Jengis Khan dan balatentaranya memang bengis & amoral, tapi Allah menakdirkan anak cucunya menjadi para sultan terkemuka di kawasan Asia Tengah hingga India.
Di India, anak cucu Jengis Khan melalui Zahiruddin Muhammad Babur mendirikan Dinasti Mughal (Moghul/Mongol). Di antara raja agung dinasti Mughal, tersebutlah Sultan Akbar, cucu Babur, yang memerintah 1556-1605. Ini sultan yang eksentrik dan kontroversial karena inklusifitas pemikiran dan pandangan keagamaannya. Maklum, ia menyediakan forum dialog lintas agama. Ia juga dituduh kafir, murtad, zindiq, Syiah, Hindu, hingga pendiri agama baru. Ia dituding Syiah karena berguru pada Mir Abdullathif, sufi Persia yang berpandangan moderat. Padahal gurunya ini juga dituding Syiah oleh orang India, dan dituduh Sunni oleh orang Syiah. Repot nian.
Ia dituduh Hindu karena banyak menempatkan orang Hindu dalam pos-pos vital di pemerintahannya. Ia dituduh mendirikan agama baru karena gigih mencari titik temu ajaran-ajaran agama. Ia dituduh zindiq karena Akbar adalah pengikut Tarekat. Ia juga dianggap sosok penyebab lahirnya ama Sikh. Diserang dari kanan-kiri, ia tetap bergeming. Justru banyak Hindu kasta rendah yang memeluk Islam pada saat itu.

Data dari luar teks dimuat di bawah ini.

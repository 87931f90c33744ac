//! # Order Service
//!
//! Order lifecycle: creation against a free table, line edits while open,
//! state transitions, and recipe consumption at payment time.
//!
//! ## Lifecycle
//! ```text
//! ┌─────────────────────────────────────────────────────────────────────────┐
//! │          create_order          transition            payment path       │
//! │                                                                         │
//! │   Table Free ──► Open ──► Preparation ──► Served ──► Paid               │
//! │   (marks it        │           │             │      (cash service:      │
//! │    Occupied)       └───────────┴─────────────┘       consume + pay +    │
//! │                            Cancelled                 free table)        │
//! │                        (frees the table)                                │
//! │                                                                         │
//! │   Line edits (add/update/remove) are permitted while Open only.         │
//! └─────────────────────────────────────────────────────────────────────────┘
//! ```

use chrono::Utc;
use sqlx::{SqliteConnection, SqlitePool};
use tracing::{debug, info};

use crate::error::DbResult;
use crate::service::inventory;
use fonda_core::order_flow::check_transition;
use fonda_core::validation::validate_quantity;
use fonda_core::{
    source, CoreError, Dish, Ingredient, MovementKind, Order, OrderLine, OrderStatus, Role,
    TableState,
};

/// Service for order mutations.
#[derive(Debug, Clone)]
pub struct OrderService {
    pool: SqlitePool,
}

/// Loads an order inside the caller's transaction.
pub(crate) async fn load_order(conn: &mut SqliteConnection, order_id: &str) -> DbResult<Order> {
    sqlx::query_as::<_, Order>(
        "SELECT id, table_id, staff_id, status, total, created_at FROM orders WHERE id = ?1",
    )
    .bind(order_id)
    .fetch_optional(&mut *conn)
    .await?
    .ok_or_else(|| CoreError::not_found("Order", order_id).into())
}

/// Frees the order's table. Missing table is tolerated: the order must not
/// become unpayable because its table was deleted.
pub(crate) async fn free_table(conn: &mut SqliteConnection, table_id: &str) -> DbResult<()> {
    sqlx::query("UPDATE dining_tables SET state = ?1 WHERE id = ?2")
        .bind(TableState::Free)
        .bind(table_id)
        .execute(&mut *conn)
        .await?;
    Ok(())
}

/// Consumes the recipe ingredients for every line of an order as Sale
/// outputs, inside the caller's transaction.
///
/// Consumption per ingredient is `line.quantity × quantity_per_unit`. An
/// order with no lines is rejected outright, and a dish without a recipe
/// aborts the whole flow: a recipe-less sale would silently corrupt the
/// stock valuation.
pub(crate) async fn consume_for_order(conn: &mut SqliteConnection, order: &Order) -> DbResult<()> {
    let lines = sqlx::query_as::<_, OrderLine>(
        "SELECT id, order_id, dish_id, quantity, unit_price, subtotal \
         FROM order_lines WHERE order_id = ?1 ORDER BY id",
    )
    .bind(&order.id)
    .fetch_all(&mut *conn)
    .await?;

    if lines.is_empty() {
        return Err(CoreError::EmptyOrder {
            order_id: order.id.clone(),
        }
        .into());
    }

    for line in &lines {
        let dish = sqlx::query_as::<_, Dish>(
            "SELECT id, name, price, is_active, created_at FROM dishes WHERE id = ?1",
        )
        .bind(&line.dish_id)
        .fetch_optional(&mut *conn)
        .await?
        .ok_or_else(|| CoreError::not_found("Dish", &line.dish_id))?;

        let recipe = sqlx::query_as::<_, Ingredient>(
            "SELECT id, dish_id, product_id, quantity_per_unit \
             FROM ingredients WHERE dish_id = ?1 ORDER BY product_id",
        )
        .bind(&dish.id)
        .fetch_all(&mut *conn)
        .await?;

        if recipe.is_empty() {
            return Err(CoreError::MissingRecipe { dish: dish.name }.into());
        }

        for ingredient in &recipe {
            let needed = line.quantity * ingredient.quantity_per_unit;
            inventory::apply_output(
                conn,
                &ingredient.product_id,
                MovementKind::Sale,
                needed,
                source::ORDER,
                &order.id,
            )
            .await?;
        }
    }

    debug!(order_id = %order.id, lines = lines.len(), "Order consumption applied");
    Ok(())
}

impl OrderService {
    /// Creates a new OrderService.
    pub fn new(pool: SqlitePool) -> Self {
        OrderService { pool }
    }

    /// Opens an order against a free table and marks the table Occupied.
    pub async fn create_order(&self, table_id: &str, staff_id: &str) -> DbResult<Order> {
        let mut tx = self.pool.begin().await?;

        let table = sqlx::query_as::<_, fonda_core::DiningTable>(
            "SELECT id, number, state FROM dining_tables WHERE id = ?1",
        )
        .bind(table_id)
        .fetch_optional(&mut *tx)
        .await?
        .ok_or_else(|| CoreError::not_found("Table", table_id))?;

        if table.state == TableState::Occupied {
            return Err(CoreError::TableOccupied {
                number: table.number,
            }
            .into());
        }

        let order = Order {
            id: uuid::Uuid::new_v4().to_string(),
            table_id: table.id.clone(),
            staff_id: staff_id.to_string(),
            status: OrderStatus::Open,
            total: 0.0,
            created_at: Utc::now(),
        };

        sqlx::query(
            "INSERT INTO orders (id, table_id, staff_id, status, total, created_at) \
             VALUES (?1, ?2, ?3, ?4, ?5, ?6)",
        )
        .bind(&order.id)
        .bind(&order.table_id)
        .bind(&order.staff_id)
        .bind(order.status)
        .bind(order.total)
        .bind(order.created_at)
        .execute(&mut *tx)
        .await?;

        sqlx::query("UPDATE dining_tables SET state = ?1 WHERE id = ?2")
            .bind(TableState::Occupied)
            .bind(&table.id)
            .execute(&mut *tx)
            .await?;

        tx.commit().await?;

        info!(order_id = %order.id, table = table.number, "Order created");
        Ok(order)
    }

    /// Adds a line for an active dish, freezing the dish price.
    ///
    /// Open orders only: once the ticket is sent to the kitchen, the lines
    /// are fixed.
    pub async fn add_line(&self, order_id: &str, dish_id: &str, quantity: f64) -> DbResult<OrderLine> {
        validate_quantity("quantity", quantity).map_err(CoreError::from)?;

        let mut tx = self.pool.begin().await?;

        let order = load_order(&mut tx, order_id).await?;
        if order.status != OrderStatus::Open {
            return Err(CoreError::OrderFinalized {
                order_id: order.id,
                status: order.status,
            }
            .into());
        }

        let dish = sqlx::query_as::<_, Dish>(
            "SELECT id, name, price, is_active, created_at FROM dishes WHERE id = ?1",
        )
        .bind(dish_id)
        .fetch_optional(&mut *tx)
        .await?
        .ok_or_else(|| CoreError::not_found("Dish", dish_id))?;

        if !dish.is_active {
            return Err(CoreError::inactive("Dish", dish_id).into());
        }

        let line = OrderLine {
            id: uuid::Uuid::new_v4().to_string(),
            order_id: order.id.clone(),
            dish_id: dish.id.clone(),
            quantity,
            unit_price: dish.price,
            subtotal: quantity * dish.price,
        };

        sqlx::query(
            "INSERT INTO order_lines (id, order_id, dish_id, quantity, unit_price, subtotal) \
             VALUES (?1, ?2, ?3, ?4, ?5, ?6)",
        )
        .bind(&line.id)
        .bind(&line.order_id)
        .bind(&line.dish_id)
        .bind(line.quantity)
        .bind(line.unit_price)
        .bind(line.subtotal)
        .execute(&mut *tx)
        .await?;

        sqlx::query("UPDATE orders SET total = total + ?1 WHERE id = ?2")
            .bind(line.subtotal)
            .bind(&order.id)
            .execute(&mut *tx)
            .await?;

        tx.commit().await?;

        debug!(order_id, dish = %dish.name, quantity, "Line added");
        Ok(line)
    }

    /// Changes a line's quantity. Open orders only.
    pub async fn update_line(&self, order_id: &str, line_id: &str, quantity: f64) -> DbResult<OrderLine> {
        validate_quantity("quantity", quantity).map_err(CoreError::from)?;

        let mut tx = self.pool.begin().await?;

        let order = load_order(&mut tx, order_id).await?;
        if order.status != OrderStatus::Open {
            return Err(CoreError::OrderFinalized {
                order_id: order.id,
                status: order.status,
            }
            .into());
        }

        let line = sqlx::query_as::<_, OrderLine>(
            "SELECT id, order_id, dish_id, quantity, unit_price, subtotal \
             FROM order_lines WHERE id = ?1 AND order_id = ?2",
        )
        .bind(line_id)
        .bind(order_id)
        .fetch_optional(&mut *tx)
        .await?
        .ok_or_else(|| CoreError::not_found("OrderLine", line_id))?;

        let new_subtotal = quantity * line.unit_price;
        let delta = new_subtotal - line.subtotal;

        sqlx::query("UPDATE order_lines SET quantity = ?1, subtotal = ?2 WHERE id = ?3")
            .bind(quantity)
            .bind(new_subtotal)
            .bind(line_id)
            .execute(&mut *tx)
            .await?;

        sqlx::query("UPDATE orders SET total = total + ?1 WHERE id = ?2")
            .bind(delta)
            .bind(order_id)
            .execute(&mut *tx)
            .await?;

        tx.commit().await?;

        Ok(OrderLine {
            quantity,
            subtotal: new_subtotal,
            ..line
        })
    }

    /// Removes a line. Open orders only; the total never goes below zero.
    pub async fn remove_line(&self, order_id: &str, line_id: &str) -> DbResult<()> {
        let mut tx = self.pool.begin().await?;

        let order = load_order(&mut tx, order_id).await?;
        if order.status != OrderStatus::Open {
            return Err(CoreError::OrderFinalized {
                order_id: order.id,
                status: order.status,
            }
            .into());
        }

        let line = sqlx::query_as::<_, OrderLine>(
            "SELECT id, order_id, dish_id, quantity, unit_price, subtotal \
             FROM order_lines WHERE id = ?1 AND order_id = ?2",
        )
        .bind(line_id)
        .bind(order_id)
        .fetch_optional(&mut *tx)
        .await?
        .ok_or_else(|| CoreError::not_found("OrderLine", line_id))?;

        sqlx::query("DELETE FROM order_lines WHERE id = ?1")
            .bind(line_id)
            .execute(&mut *tx)
            .await?;

        sqlx::query("UPDATE orders SET total = MAX(0, total - ?1) WHERE id = ?2")
            .bind(line.subtotal)
            .bind(order_id)
            .execute(&mut *tx)
            .await?;

        tx.commit().await?;
        Ok(())
    }

    /// Drives an order through the transition table, with role narrowing.
    ///
    /// Paid is never a valid target here; it is reached only through the
    /// payment path in the cash service. Cancelling frees the table.
    pub async fn transition(&self, order_id: &str, next: OrderStatus, role: Role) -> DbResult<Order> {
        let mut tx = self.pool.begin().await?;

        let order = load_order(&mut tx, order_id).await?;
        check_transition(&order.id, order.status, next, role)?;

        sqlx::query("UPDATE orders SET status = ?1 WHERE id = ?2")
            .bind(next)
            .bind(&order.id)
            .execute(&mut *tx)
            .await?;

        if next == OrderStatus::Cancelled {
            free_table(&mut tx, &order.table_id).await?;
        }

        tx.commit().await?;

        info!(order_id, from = ?order.status, to = ?next, "Order transitioned");
        Ok(Order {
            status: next,
            ..order
        })
    }
}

Abul Fadl (1551-1602), salah seorang sahabat dekat Akbar telah mencatat perkembangan pemerintahan putra Sultan Humayun ini. Ia telah menulis sebuah biografi berjudul "Akbarnama/Akbarnameh", sebagaimana Empu Prapanca merekam aktivitas Majapahit. Sahabat dekatnya ini mencatat kemakmuran, keadilan, dan stabilitas sosial politik internal yang terjaga di zaman Akbar.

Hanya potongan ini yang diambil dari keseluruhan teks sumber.